**THE PROBLEM**
Scan the records for "Width" and copy each line that contains it.
RAW DATA section start
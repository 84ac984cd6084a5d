//! Arrays and update lists.

use crate::width::{self, Width};
use crate::{ArrayId, ExprId, UpdateId};

/// Contents of an array.
#[derive(Clone, PartialEq, Eq, Debug)]
pub enum ArrayContents {
    /// Every element is unconstrained.
    Symbolic,
    /// Fixed byte values, one per element.
    Concrete(Vec<u8>),
}

/// A named byte array indexed by `w32` values.
#[derive(Clone, PartialEq, Eq, Debug)]
pub struct Array {
    name: String,
    size: u32,
    contents: ArrayContents,
}

impl Array {
    /// Width of array indices.
    pub const DOMAIN: Width = width::INT32;
    /// Width of array elements.
    pub const RANGE: Width = width::INT8;

    pub(crate) fn new(name: String, size: u32, contents: ArrayContents) -> Self {
        Array {
            name,
            size,
            contents,
        }
    }

    pub fn name(&self) -> &str {
        &self.name
    }

    pub fn size(&self) -> u32 {
        self.size
    }

    pub fn contents(&self) -> &ArrayContents {
        &self.contents
    }

    pub fn is_symbolic(&self) -> bool {
        matches!(self.contents, ArrayContents::Symbolic)
    }

    /// Element values of a concrete array.
    pub fn constant_values(&self) -> Option<&[u8]> {
        match &self.contents {
            ArrayContents::Symbolic => None,
            ArrayContents::Concrete(bytes) => Some(bytes),
        }
    }
}

/// One store event: `array[index] = value`, layered over `next`.
#[derive(Copy, Clone, PartialEq, Eq, Debug)]
pub struct UpdateNode {
    pub index: ExprId,
    pub value: ExprId,
    /// The older update, or `None` at the bottom of the chain.
    pub next: Option<UpdateId>,
}

/// An array as of zero or more stores.
///
/// `head` is the most recent store; `None` means the unmodified root array.
#[derive(Copy, Clone, PartialEq, Eq, Hash, Debug)]
pub struct UpdateList {
    pub root: ArrayId,
    pub head: Option<UpdateId>,
}

impl UpdateList {
    /// The unmodified array.
    pub const fn new(root: ArrayId) -> Self {
        UpdateList { root, head: None }
    }

    pub const fn is_empty(&self) -> bool {
        self.head.is_none()
    }
}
RAW DATA section end
**ANSWER**
use crate::width::{self, Width};
    /// Width of array indices.
    pub const DOMAIN: Width = width::INT32;
    /// Width of array elements.
    pub const RANGE: Width = width::INT8;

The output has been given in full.